# Antenna conterpoise or ground plane. Confused about length requirements

I have an appliation where i need to mount a multiband (VHF/UHF/700/800/900 MHZ) mobile antenna (picture 2) on a tower. The spec sheet for the antenna says it used a 4 foot diameter ground plane for testing. I'm considering using a mobile to base converson kit like the one in the picture with a radial ground plane or counterpoise. My question is on the size I need.

From the way I thought I understand the theory, the radials act as a reflective ground, and should be at least 1/4 wavelenth of the antenna frequency. So is there a situation where the radials would be too long?

I'm thinking I should use radials that are 1/4 wave length of the VHF frequency, and that the extra length when operating at the UHF and higher frequencies would not negitivly impact operation. Is my reasoning correct?
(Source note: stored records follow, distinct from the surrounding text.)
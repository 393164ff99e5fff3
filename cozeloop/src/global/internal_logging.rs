#![allow(unused_macros)]
///
/// **Note**: These macros (`loop_info!`, `loop_warn!`, `loop_debug!`, and `loop_error!`) are meant for
/// **CozeLoop crates and custom exporters or processors**, not for application logging.
///
/// Under `cfg(test)` they print to stdout, which shows up with `--nocapture`.
///
/// Macro for logging informational messages.
///
/// # Fields:
/// - `name`: The operation or action being logged.
/// - Additional optional key-value pairs can be passed as attributes.
///
/// # Example:
/// ```rust
/// use cozeloop::loop_info;
/// loop_info!(name: "TracerRegistry.Initialized", workspace_id = "7300");
/// ```
#[macro_export]
macro_rules! loop_info {
    (name: $name:expr $(,)?) => {
        #[cfg(feature = "internal-logs")]
        {
            $crate::_private::info!(name: $name, target: env!("CARGO_PKG_NAME"), name = $name);
        }

        #[cfg(test)]
        {
            print!("loop_info: name={}\n", $name);
        }

        #[cfg(all(not(feature = "internal-logs"), not(test)))]
        {
            let _ = $name;
        }
    };
    (name: $name:expr, $($key:ident = $value:expr),+ $(,)?) => {
        #[cfg(feature = "internal-logs")]
        {
            $crate::_private::info!(name: $name, target: env!("CARGO_PKG_NAME"), name = $name, $($key = $value),+);
        }

        #[cfg(test)]
        {
            print!("loop_info: name={}", $name);
            $(
                print!(", {}={}", stringify!($key), $value);
            )+
            print!("\n");
        }

        #[cfg(all(not(feature = "internal-logs"), not(test)))]
        {
            let _ = ($name, $($value),+);
        }
    };
}

/// Macro for logging warnings, e.g. a batch that failed to export from a
/// background drain.
///
/// # Example:
/// ```rust
/// use cozeloop::loop_warn;
/// loop_warn!(name: "BatchQueue.DrainFailed", reason = "timeout");
/// ```
#[macro_export]
macro_rules! loop_warn {
    (name: $name:expr $(,)?) => {
        #[cfg(feature = "internal-logs")]
        {
            $crate::_private::warn!(name: $name, target: env!("CARGO_PKG_NAME"), name = $name);
        }

        #[cfg(test)]
        {
            print!("loop_warn: name={}\n", $name);
        }

        #[cfg(all(not(feature = "internal-logs"), not(test)))]
        {
            let _ = $name;
        }
    };
    (name: $name:expr, $($key:ident = $value:expr),+ $(,)?) => {
        #[cfg(feature = "internal-logs")]
        {
            $crate::_private::warn!(name: $name,
                            target: env!("CARGO_PKG_NAME"),
                            name = $name,
                            $($key = {
                                    $value
                            }),+,
                    )
        }

        #[cfg(test)]
        {
            print!("loop_warn: name={}", $name);
            $(
                print!(", {}={}", stringify!($key), $value);
            )+
            print!("\n");
        }

        #[cfg(all(not(feature = "internal-logs"), not(test)))]
        {
            let _ = ($name, $($value),+);
        }
    };
}

/// Macro for logging debug messages.
///
/// # Example:
/// ```rust
/// use cozeloop::loop_debug;
/// loop_debug!(name: "Span.AlreadyEnded", span_id = "00f067aa0ba902b7");
/// ```
#[macro_export]
macro_rules! loop_debug {
    (name: $name:expr $(,)?) => {
        #[cfg(feature = "internal-logs")]
        {
            $crate::_private::debug!(name: $name, target: env!("CARGO_PKG_NAME"), name = $name);
        }

        #[cfg(test)]
        {
            print!("loop_debug: name={}\n", $name);
        }

        #[cfg(all(not(feature = "internal-logs"), not(test)))]
        {
            let _ = $name;
        }
    };
    (name: $name:expr, $($key:ident = $value:expr),+ $(,)?) => {
        #[cfg(feature = "internal-logs")]
        {
            $crate::_private::debug!(name: $name, target: env!("CARGO_PKG_NAME"), name = $name, $($key = $value),+);
        }

        #[cfg(test)]
        {
            print!("loop_debug: name={}", $name);
            $(
                print!(", {}={}", stringify!($key), $value);
            )+
            print!("\n");
        }

        #[cfg(all(not(feature = "internal-logs"), not(test)))]
        {
            let _ = ($name, $($value),+);
        }
    };
}

/// Macro for logging errors.
///
/// # Example:
/// ```rust
/// use cozeloop::loop_error;
/// loop_error!(name: "TraceClient.ReportFailed", code = 401);
/// ```
#[macro_export]
macro_rules! loop_error {
    (name: $name:expr $(,)?) => {
        #[cfg(feature = "internal-logs")]
        {
            $crate::_private::error!(name: $name, target: env!("CARGO_PKG_NAME"), name = $name);
        }

        #[cfg(test)]
        {
            print!("loop_error: name={}\n", $name);
        }

        #[cfg(all(not(feature = "internal-logs"), not(test)))]
        {
            let _ = $name;
        }
    };
    (name: $name:expr, $($key:ident = $value:expr),+ $(,)?) => {
        #[cfg(feature = "internal-logs")]
        {
            $crate::_private::error!(name: $name,
                            target: env!("CARGO_PKG_NAME"),
                            name = $name,
                            $($key = {
                                    $value
                            }),+,
                    )
        }

        #[cfg(test)]
        {
            print!("loop_error: name={}", $name);
            $(
                print!(", {}={}", stringify!($key), $value);
            )+
            print!("\n");
        }

        #[cfg(all(not(feature = "internal-logs"), not(test)))]
        {
            let _ = ($name, $($value),+);
        }
    };
}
Also, will I need some sort of balun?

• unless you want to illuminate the sky, you'd want to mount that upside down on your tower, by the way. (the choice of antenna might be a problematic one, overall) Commented Jul 20, 2020 at 20:12
• What does this mean: 7000/800/9000 MHZ? Commented Jul 20, 2020 at 21:43
• @Andyaka sorry that was a typo. Supposed to mean it operates in VHF, UHF, and 700 - 900 Mhz frequencies. Commented Jul 20, 2020 at 22:53
• @MarcusMüller That's a good point. Actually these are for multiple purposes. For direct transmit to units in the field, but also to mountain top repeaters. But, this gives me something else to consider. Commented Jul 20, 2020 at 22:54
• VHF top limit is 300 MHz - have you fully specified the full usage spectrum? Commented Jul 21, 2020 at 7:20

If you are using radials, they should have a length of $$\\lambda /4\$$ (or an odd multiple of that). Consider the end of the radials as a high impedance (open) point that gets transformed by a $$\\lambda /4\$$-transformer to a low impedance (ground) point.
You can try to improve the impedance matching by pointing the radials slightly downwards. In theory, radials that are perpendicular to the radiating element will result in an impedance of about 36$$\\Omega \$$. If the radials point straight down, the theoretical value is about 73$$\\Omega \$$.